# DATA FOR ANALYSIS:
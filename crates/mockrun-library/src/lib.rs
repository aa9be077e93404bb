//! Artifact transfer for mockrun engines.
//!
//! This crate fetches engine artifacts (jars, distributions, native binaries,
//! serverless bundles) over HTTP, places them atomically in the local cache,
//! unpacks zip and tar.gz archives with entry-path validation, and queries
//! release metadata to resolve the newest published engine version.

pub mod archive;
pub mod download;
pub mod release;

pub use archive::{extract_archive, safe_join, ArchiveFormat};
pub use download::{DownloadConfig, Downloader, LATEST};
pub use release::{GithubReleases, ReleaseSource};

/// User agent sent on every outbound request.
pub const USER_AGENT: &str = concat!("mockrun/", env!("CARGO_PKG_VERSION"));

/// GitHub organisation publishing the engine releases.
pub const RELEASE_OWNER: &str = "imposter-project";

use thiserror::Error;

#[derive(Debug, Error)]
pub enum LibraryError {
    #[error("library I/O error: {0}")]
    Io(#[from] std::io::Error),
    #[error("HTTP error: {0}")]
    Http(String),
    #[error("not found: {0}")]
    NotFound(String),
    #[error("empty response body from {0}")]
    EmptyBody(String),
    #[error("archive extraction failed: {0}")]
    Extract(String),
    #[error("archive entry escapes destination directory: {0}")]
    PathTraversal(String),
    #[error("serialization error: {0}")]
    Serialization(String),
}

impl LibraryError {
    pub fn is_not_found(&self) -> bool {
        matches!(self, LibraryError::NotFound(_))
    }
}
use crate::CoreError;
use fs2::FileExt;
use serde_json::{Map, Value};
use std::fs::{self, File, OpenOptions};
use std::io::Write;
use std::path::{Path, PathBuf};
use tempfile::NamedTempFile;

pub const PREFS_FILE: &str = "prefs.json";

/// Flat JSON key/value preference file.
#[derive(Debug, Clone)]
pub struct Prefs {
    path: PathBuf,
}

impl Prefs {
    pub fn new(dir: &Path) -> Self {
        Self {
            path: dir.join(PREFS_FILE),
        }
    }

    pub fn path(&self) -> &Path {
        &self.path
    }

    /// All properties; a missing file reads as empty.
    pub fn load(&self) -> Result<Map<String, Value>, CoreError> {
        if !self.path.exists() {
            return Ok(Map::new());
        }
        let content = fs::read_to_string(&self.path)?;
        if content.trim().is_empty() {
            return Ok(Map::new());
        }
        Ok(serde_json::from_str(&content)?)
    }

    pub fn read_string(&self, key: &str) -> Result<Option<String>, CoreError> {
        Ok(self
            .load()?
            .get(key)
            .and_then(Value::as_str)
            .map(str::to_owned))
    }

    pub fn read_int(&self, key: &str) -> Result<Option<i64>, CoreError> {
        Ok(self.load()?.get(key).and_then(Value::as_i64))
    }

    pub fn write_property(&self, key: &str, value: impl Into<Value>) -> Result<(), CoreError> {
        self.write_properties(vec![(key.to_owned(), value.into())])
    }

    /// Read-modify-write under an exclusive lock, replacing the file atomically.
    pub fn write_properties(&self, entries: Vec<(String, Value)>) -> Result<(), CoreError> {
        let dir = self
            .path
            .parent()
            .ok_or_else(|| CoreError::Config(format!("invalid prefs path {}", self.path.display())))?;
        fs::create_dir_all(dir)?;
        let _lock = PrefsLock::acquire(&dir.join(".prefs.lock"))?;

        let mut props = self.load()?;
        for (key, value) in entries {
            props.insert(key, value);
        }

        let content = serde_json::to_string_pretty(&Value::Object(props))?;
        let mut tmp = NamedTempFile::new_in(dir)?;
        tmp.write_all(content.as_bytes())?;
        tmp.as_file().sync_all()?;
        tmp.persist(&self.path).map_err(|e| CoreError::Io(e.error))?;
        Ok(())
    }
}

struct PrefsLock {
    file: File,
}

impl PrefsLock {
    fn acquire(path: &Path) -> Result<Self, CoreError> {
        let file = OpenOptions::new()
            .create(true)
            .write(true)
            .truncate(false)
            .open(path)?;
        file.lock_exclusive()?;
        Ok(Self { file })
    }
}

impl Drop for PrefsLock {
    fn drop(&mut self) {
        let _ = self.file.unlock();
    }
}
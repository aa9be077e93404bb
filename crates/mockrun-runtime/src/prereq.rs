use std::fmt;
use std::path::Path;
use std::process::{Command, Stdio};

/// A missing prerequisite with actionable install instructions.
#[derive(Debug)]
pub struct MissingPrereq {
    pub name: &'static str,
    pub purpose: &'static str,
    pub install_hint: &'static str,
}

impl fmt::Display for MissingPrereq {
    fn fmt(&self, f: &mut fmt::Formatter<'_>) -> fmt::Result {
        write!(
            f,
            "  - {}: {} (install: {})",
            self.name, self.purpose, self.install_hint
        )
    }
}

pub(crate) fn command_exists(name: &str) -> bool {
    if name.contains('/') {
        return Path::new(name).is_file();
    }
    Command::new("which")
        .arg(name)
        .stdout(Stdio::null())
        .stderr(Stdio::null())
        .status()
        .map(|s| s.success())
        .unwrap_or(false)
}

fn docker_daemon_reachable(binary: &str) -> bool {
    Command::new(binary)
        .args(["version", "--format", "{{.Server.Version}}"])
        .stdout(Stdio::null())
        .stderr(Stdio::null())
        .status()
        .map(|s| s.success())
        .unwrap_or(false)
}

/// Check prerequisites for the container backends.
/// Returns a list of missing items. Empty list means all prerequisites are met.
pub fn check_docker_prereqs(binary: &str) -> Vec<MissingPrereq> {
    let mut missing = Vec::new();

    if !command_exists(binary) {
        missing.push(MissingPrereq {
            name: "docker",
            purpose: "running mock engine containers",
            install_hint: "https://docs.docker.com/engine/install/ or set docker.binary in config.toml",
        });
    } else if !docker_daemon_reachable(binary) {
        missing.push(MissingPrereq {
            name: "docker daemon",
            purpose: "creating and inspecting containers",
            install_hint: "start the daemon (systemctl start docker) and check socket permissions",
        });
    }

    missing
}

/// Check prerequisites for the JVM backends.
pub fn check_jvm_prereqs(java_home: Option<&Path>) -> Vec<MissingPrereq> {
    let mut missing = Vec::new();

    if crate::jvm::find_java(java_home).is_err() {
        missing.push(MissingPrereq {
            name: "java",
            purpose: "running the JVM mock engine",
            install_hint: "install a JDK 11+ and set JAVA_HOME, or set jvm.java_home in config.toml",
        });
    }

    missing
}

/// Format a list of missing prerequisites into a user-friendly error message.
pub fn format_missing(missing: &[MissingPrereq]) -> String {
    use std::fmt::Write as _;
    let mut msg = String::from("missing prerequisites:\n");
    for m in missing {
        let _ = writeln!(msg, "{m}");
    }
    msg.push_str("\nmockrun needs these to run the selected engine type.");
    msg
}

# DESCRIPTION OF THE TASK:
In your reply, restate exactly the lines from the start of the records above through the line holding "pub mod release;", including both, and nothing else.

# ANSWER TO THE EXERCISE:
filename crates/mockrun-library/src/lib.rs
repository aa9be077e93404bb
//! Artifact transfer for mockrun engines.
//!
//! This crate fetches engine artifacts (jars, distributions, native binaries,
//! serverless bundles) over HTTP, places them atomically in the local cache,
//! unpacks zip and tar.gz archives with entry-path validation, and queries
//! release metadata to resolve the newest published engine version.

pub mod archive;
pub mod download;
pub mod release;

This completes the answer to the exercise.